PART IV: CONCLUDING WOKENESS
Once again, I must insist that not all people who align themselves with woke causes are woke in action. Perhaps you sincerely believe in many woke claims. Maybe you’re right; maybe you’re wrong, but if you make your case with humility (i.e. you don’t claim moral infallibility), intellectual integrity (i.e. when two of your positions seem to contradict themselves, you reasonably attempt to reconcile the apparent discrepancy), and humanity (i.e. you don’t aim to destroy anyone who disagrees with you), then I would describe you as a good faith moral reasoner who happens to share some conclusions with woke thinkers. However, if you are dogmatic, intellectually devious, and/or punitive in your defence of a woke position, then I submit that you are being a woke bully, at least in that moment.

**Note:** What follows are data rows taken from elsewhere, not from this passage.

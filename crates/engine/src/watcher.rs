// SPDX-License-Identifier: BUSL-1.1
// Copyright (c) 2026 Alfred Jean LLC

//! Per-session crash watcher.
//!
//! Detects tool crashes from the pane, debounces over two consecutive
//! ticks, and drives restarts against a bounded budget. All outcomes are
//! encoded into `SessionState` and `CrashEvent` records; the watcher never
//! surfaces errors to a user.

use crate::detach::WorkerSpawner;
use crate::error::EngineError;
use crate::shutdown::Shutdown;
use crate::supervisor::relaunch;
use coders_adapters::MuxAdapter;
use coders_core::{Clock, CrashEvent, SessionId, SessionState};
use coders_store::{KvStore, RecordsExt};
use std::time::Duration;

/// Fixed, case-sensitive substrings treated as crash evidence in the pane.
///
/// Deliberately small: pane scanning is heuristic, and the two-tick
/// debounce is the real guard against false positives.
pub const CRASH_INDICATORS: &[&str] = &[
    "error:",
    "Error:",
    "panic:",
    "fatal:",
    "FATAL:",
    "Segmentation fault",
    "Killed",
    "OOM",
    "command not found",
];

/// Pane tail inspected per tick.
const CRASH_TAIL_LINES: u32 = 50;

/// Lines considered for the shell-prompt check.
const PROMPT_TAIL_LINES: usize = 5;

/// Pause between killing a crashed session and rebuilding it.
const RESTART_PAUSE: Duration = Duration::from_millis(500);

/// Consecutive positive checks required to confirm a crash.
const DEBOUNCE_STRIKES: u8 = 2;

/// First crash indicator found in the pane tail, if any.
pub fn crash_indicator(tail: &str) -> Option<&'static str> {
    CRASH_INDICATORS
        .iter()
        .find(|needle| tail.contains(*needle))
        .copied()
}

/// Whether the last non-empty of the final lines looks like a shell prompt.
///
/// The session window execs into a shell when the tool exits, so a prompt
/// where the tool should be is the cleanest crash signal we have.
pub fn shell_prompt_visible(tail: &str) -> bool {
    tail.lines()
        .rev()
        .take(PROMPT_TAIL_LINES)
        .find(|line| !line.trim().is_empty())
        .map(|line| {
            let trimmed = line.trim_end();
            trimmed.ends_with('$')
                || trimmed.ends_with('#')
                || trimmed.ends_with('%')
                || trimmed.ends_with('>')
        })
        .unwrap_or(false)
}

/// One crash probe. Returns the reason when the session looks crashed.
pub async fn check_crashed<M: MuxAdapter>(
    mux: &M,
    state: &SessionState,
) -> Option<String> {
    match mux.session_exists(&state.session_id).await {
        Ok(false) => return Some("session no longer exists".to_string()),
        Ok(true) => {}
        // Can't reach the multiplexer; treat as a negative check and let the
        // next tick decide.
        Err(e) => {
            tracing::debug!(session_id = %state.session_id, error = %e, "crash probe skipped");
            return None;
        }
    }

    match mux.pane_pids(&state.session_id).await {
        Ok(pids) if pids.is_empty() => return Some("no processes in pane".to_string()),
        Ok(_) => {}
        Err(_) => return Some("pane not inspectable".to_string()),
    }

    let tail = match mux.capture_pane(&state.session_id, CRASH_TAIL_LINES).await {
        Ok(tail) => tail,
        Err(_) => return None,
    };

    if let Some(indicator) = crash_indicator(&tail) {
        return Some(format!("crash indicator in output: {:?}", indicator));
    }

    let tool_alive = mux
        .tool_process_running(&state.session_id, state.tool.process_patterns())
        .await
        .unwrap_or(true);
    if !tool_alive && shell_prompt_visible(&tail) {
        return Some(format!("{} exited, shell prompt visible", state.tool));
    }

    None
}

/// Why the watcher stopped.
#[derive(Debug, PartialEq, Eq)]
pub enum WatcherExit {
    /// The restart budget ran out; state was deleted.
    BudgetExhausted,
    /// The session's state vanished (session released elsewhere).
    StateGone,
    /// SIGINT/SIGTERM; state untouched.
    Signalled,
}

/// Watch one session until its budget runs out or shutdown fires.
pub async fn run_crash_watcher<M, S, W, C>(
    mux: &M,
    store: &S,
    spawner: &W,
    clock: &C,
    session_id: &SessionId,
    poll: Duration,
    shutdown: &Shutdown,
) -> Result<WatcherExit, EngineError>
where
    M: MuxAdapter,
    S: KvStore,
    W: WorkerSpawner,
    C: Clock,
{
    let mut strikes: u8 = 0;

    tracing::info!(session_id = %session_id, poll_ms = poll.as_millis() as u64, "crash watcher started");

    loop {
        tokio::select! {
            _ = shutdown.cancelled() => {
                tracing::info!(session_id = %session_id, "watcher shutting down");
                return Ok(WatcherExit::Signalled);
            }
            _ = tokio::time::sleep(poll) => {}
        }

        // Reload each tick: restarts and external edits both mutate state.
        let state = match store.get_session_state(session_id).await {
            Ok(Some(state)) => state,
            Ok(None) => {
                tracing::info!(session_id = %session_id, "session state gone, watcher stopping");
                return Ok(WatcherExit::StateGone);
            }
            Err(e) => {
                tracing::warn!(session_id = %session_id, error = %e, "state read failed, retrying");
                continue;
            }
        };

        let Some(reason) = check_crashed(mux, &state).await else {
            strikes = 0;
            continue;
        };

        strikes += 1;
        tracing::debug!(session_id = %session_id, strikes, reason = %reason, "crash suspected");
        if strikes < DEBOUNCE_STRIKES {
            continue;
        }
        strikes = 0;

        let exhausted = state.budget_exhausted();
        let event = CrashEvent {
            session_id: session_id.clone(),
            timestamp: clock.now_ms(),
            reason: reason.clone(),
            will_restart: !exhausted,
        };
        if let Err(e) = store.record_crash_event(&event).await {
            tracing::warn!(session_id = %session_id, error = %e, "crash event write failed");
        }

        if exhausted {
            tracing::warn!(
                session_id = %session_id,
                restarts = state.restart_count,
                "restart budget exhausted, releasing session"
            );
            store.delete_session_state(session_id).await?;
            return Ok(WatcherExit::BudgetExhausted);
        }

        tracing::warn!(session_id = %session_id, reason = %reason, "crash confirmed, restarting");

        // Clear any half-dead window before rebuilding.
        if let Err(e) = mux.kill(session_id).await {
            tracing::debug!(session_id = %session_id, error = %e, "pre-restart kill failed");
        }
        tokio::time::sleep(RESTART_PAUSE).await;

        let mut state = state;
        state.record_restart(clock.now_ms());
        store.put_session_state(&state).await?;

        match relaunch(mux, spawner, &state).await {
            Ok(_) => {
                tracing::info!(
                    session_id = %session_id,
                    restart = state.restart_count,
                    "session restarted"
                );
            }
            Err(e) => {
                // The next tick will observe the missing session and spend
                // another restart from the budget.
                tracing::warn!(session_id = %session_id, error = %e, "restart failed");
            }
        }
    }
}

#[cfg(test)]
#[path = "watcher_tests.rs"]
mod tests;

As already indicated, uncritical thinking is not exclusive to the woke. Other groups—including the anti-woke—can take on any of the above-listed patterns. However, what makes the woke so scary, in my opinion, is that even though it is only a minority of people who advocate its teachings, a super majority of us are afraid of its power to punish us. Consider woke’s forename, political correctness. As the description suggests, it is not necessarily providing morally correct insights, but instead politically useful offerings (i.e. maxims that we’d best assent to if we want to politically flourish), regardless of our moral objections to them.

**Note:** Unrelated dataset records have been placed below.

// SPDX-License-Identifier: BUSL-1.1
// Copyright (c) 2026 Alfred Jean LLC

//! GitHub issues source (REST v3).

use crate::{SourceError, SourceInfo, TaskSource};
use async_trait::async_trait;
use coders_core::{clamp_priority, Task, TaskChange, TaskFilter, TaskStatus};
use serde_json::{json, Value};
use std::collections::BTreeMap;
use std::time::Duration;

const GITHUB_API: &str = "https://api.github.com";

const HTTP_TIMEOUT: Duration = Duration::from_secs(15);

/// GitHub source (`github:repo=owner/name,token=<token>`).
pub struct GithubSource {
    client: reqwest::Client,
    base_url: String,
    repo: String,
    token: String,
}

impl GithubSource {
    pub fn new(repo: impl Into<String>, token: impl Into<String>) -> Self {
        Self {
            client: reqwest::Client::new(),
            base_url: GITHUB_API.to_string(),
            repo: repo.into(),
            token: token.into(),
        }
    }

    /// Point at a non-default API root (GitHub Enterprise, tests).
    pub fn with_base_url(mut self, base_url: impl Into<String>) -> Self {
        self.base_url = base_url.into();
        self
    }

    fn request(&self, method: reqwest::Method, path: &str) -> reqwest::RequestBuilder {
        self.client
            .request(method, format!("{}{}", self.base_url, path))
            .header("Authorization", format!("Bearer {}", self.token))
            .header("Accept", "application/vnd.github+json")
            .header("User-Agent", "coders")
            .timeout(HTTP_TIMEOUT)
    }

    async fn send(
        &self,
        builder: reqwest::RequestBuilder,
        what: &str,
    ) -> Result<Value, SourceError> {
        let response = builder
            .send()
            .await
            .map_err(|e| SourceError::Unavailable(format!("github: {}", e)))?;
        let status = response.status();
        let body: Value = response.json().await.unwrap_or(Value::Null);
        if !status.is_success() {
            return Err(SourceError::Write(format!(
                "github {} returned {}: {}",
                what,
                status,
                body.get("message").and_then(Value::as_str).unwrap_or("")
            )));
        }
        Ok(body)
    }

    /// `gh-<number>` → `<number>`
    fn issue_number(id: &str) -> Result<u64, SourceError> {
        id.strip_prefix("gh-")
            .and_then(|n| n.parse().ok())
            .ok_or_else(|| SourceError::NotFound(format!("not a github task id: {}", id)))
    }
}

/// Derive priority from `P0`..`P4` or `priority:N` labels; default 2.
fn priority_from_labels(labels: &[String]) -> u8 {
    for label in labels {
        if let Some(n) = label.strip_prefix('P').and_then(|n| n.parse::<i64>().ok()) {
            return clamp_priority(n);
        }
        if let Some(n) = label
            .strip_prefix("priority:")
            .and_then(|n| n.trim().parse::<i64>().ok())
        {
            return clamp_priority(n);
        }
    }
    2
}

/// Map one REST issue object. Pull requests and malformed objects are
/// dropped.
fn map_issue(value: &Value) -> Option<Task> {
    if value.get("pull_request").is_some() {
        return None;
    }
    let number = value.get("number")?.as_u64()?;
    let title = value.get("title")?.as_str()?.to_string();
    let labels: Vec<String> = value
        .get("labels")
        .and_then(Value::as_array)
        .map(|ls| {
            ls.iter()
                .filter_map(|l| l.get("name").and_then(Value::as_str))
                .map(str::to_string)
                .collect()
        })
        .unwrap_or_default();

    let state = value.get("state").and_then(Value::as_str).unwrap_or("open");
    let status = if labels.iter().any(|l| l == "blocked") {
        TaskStatus::Blocked
    } else {
        match state {
            "closed" => TaskStatus::Completed,
            // GitHub only has open/closed; anything else maps to open
            _ => TaskStatus::Open,
        }
    };

    let mut metadata = BTreeMap::new();
    if let Some(url) = value.get("html_url").and_then(Value::as_str) {
        metadata.insert("url".to_string(), url.to_string());
    }

    Some(Task {
        id: format!("gh-{}", number),
        title,
        description: value
            .get("body")
            .and_then(Value::as_str)
            .unwrap_or_default()
            .to_string(),
        status,
        priority: priority_from_labels(&labels),
        source: "github".to_string(),
        origin_id: number.to_string(),
        metadata,
        created_at: None,
        updated_at: None,
        assignee: value
            .pointer("/assignee/login")
            .and_then(Value::as_str)
            .map(str::to_string),
        labels,
        blocked_by: Vec::new(),
        blocks: Vec::new(),
    })
}

fn map_issue_list(body: &Value) -> Vec<Task> {
    body.as_array()
        .map(|issues| issues.iter().filter_map(map_issue).collect())
        .unwrap_or_default()
}

#[async_trait]
impl TaskSource for GithubSource {
    fn info(&self) -> SourceInfo {
        SourceInfo {
            kind: "github",
            label: self.repo.clone(),
        }
    }

    async fn list(&self, _filter: &TaskFilter) -> Result<Vec<Task>, SourceError> {
        let path = format!("/repos/{}/issues?state=open&per_page=100", self.repo);
        let body = self
            .send(self.request(reqwest::Method::GET, &path), "list")
            .await
            .map_err(|e| SourceError::Read(e.to_string()))?;
        Ok(map_issue_list(&body))
    }

    async fn get(&self, id: &str) -> Result<Task, SourceError> {
        let number = Self::issue_number(id)?;
        let path = format!("/repos/{}/issues/{}", self.repo, number);
        let body = self
            .send(self.request(reqwest::Method::GET, &path), "get")
            .await
            .map_err(|e| SourceError::Read(e.to_string()))?;
        map_issue(&body).ok_or_else(|| SourceError::NotFound(id.to_string()))
    }

    async fn update(&self, id: &str, change: TaskChange) -> Result<(), SourceError> {
        let number = Self::issue_number(id)?;
        if let Some(status) = change.status {
            let state = match status {
                TaskStatus::Completed | TaskStatus::Cancelled => "closed",
                _ => "open",
            };
            let path = format!("/repos/{}/issues/{}", self.repo, number);
            self.send(
                self.request(reqwest::Method::PATCH, &path)
                    .json(&json!({ "state": state })),
                "update",
            )
            .await?;
        }
        if !change.add_labels.is_empty() {
            let path = format!("/repos/{}/issues/{}/labels", self.repo, number);
            self.send(
                self.request(reqwest::Method::POST, &path)
                    .json(&json!({ "labels": change.add_labels })),
                "labels",
            )
            .await?;
        }
        if let Some(ref comment) = change.comment {
            let path = format!("/repos/{}/issues/{}/comments", self.repo, number);
            self.send(
                self.request(reqwest::Method::POST, &path)
                    .json(&json!({ "body": comment })),
                "comment",
            )
            .await?;
        }
        Ok(())
    }

    async fn mark_complete(&self, id: &str) -> Result<(), SourceError> {
        self.update(
            id,
            TaskChange {
                status: Some(TaskStatus::Completed),
                ..Default::default()
            },
        )
        .await
    }

    async fn mark_blocked(&self, id: &str, reason: &str) -> Result<(), SourceError> {
        self.update(
            id,
            TaskChange {
                add_labels: vec!["blocked".to_string()],
                comment: Some(format!("Blocked: {}", reason)),
                ..Default::default()
            },
        )
        .await
    }
}

#[cfg(test)]
#[path = "github_tests.rs"]
mod tests;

I think it is imperative (when safe to do so) to point out occasions where woke advocates are being dogmatic, intellectually dishonest, and hostile. If, for instance, they racially profile someone as racist, we should ask them if they can see into the mind of the accused. If they respond by noting they are using their “lived experience” to infer bigotry, we should ask them exactly how that standard of assessment is different from bigotry itself. If they point out they cannot be bigoted, because bigotry equals prejudice plus power, we should ask them if there is any greater power than the option to be prejudiced without being criticized for it.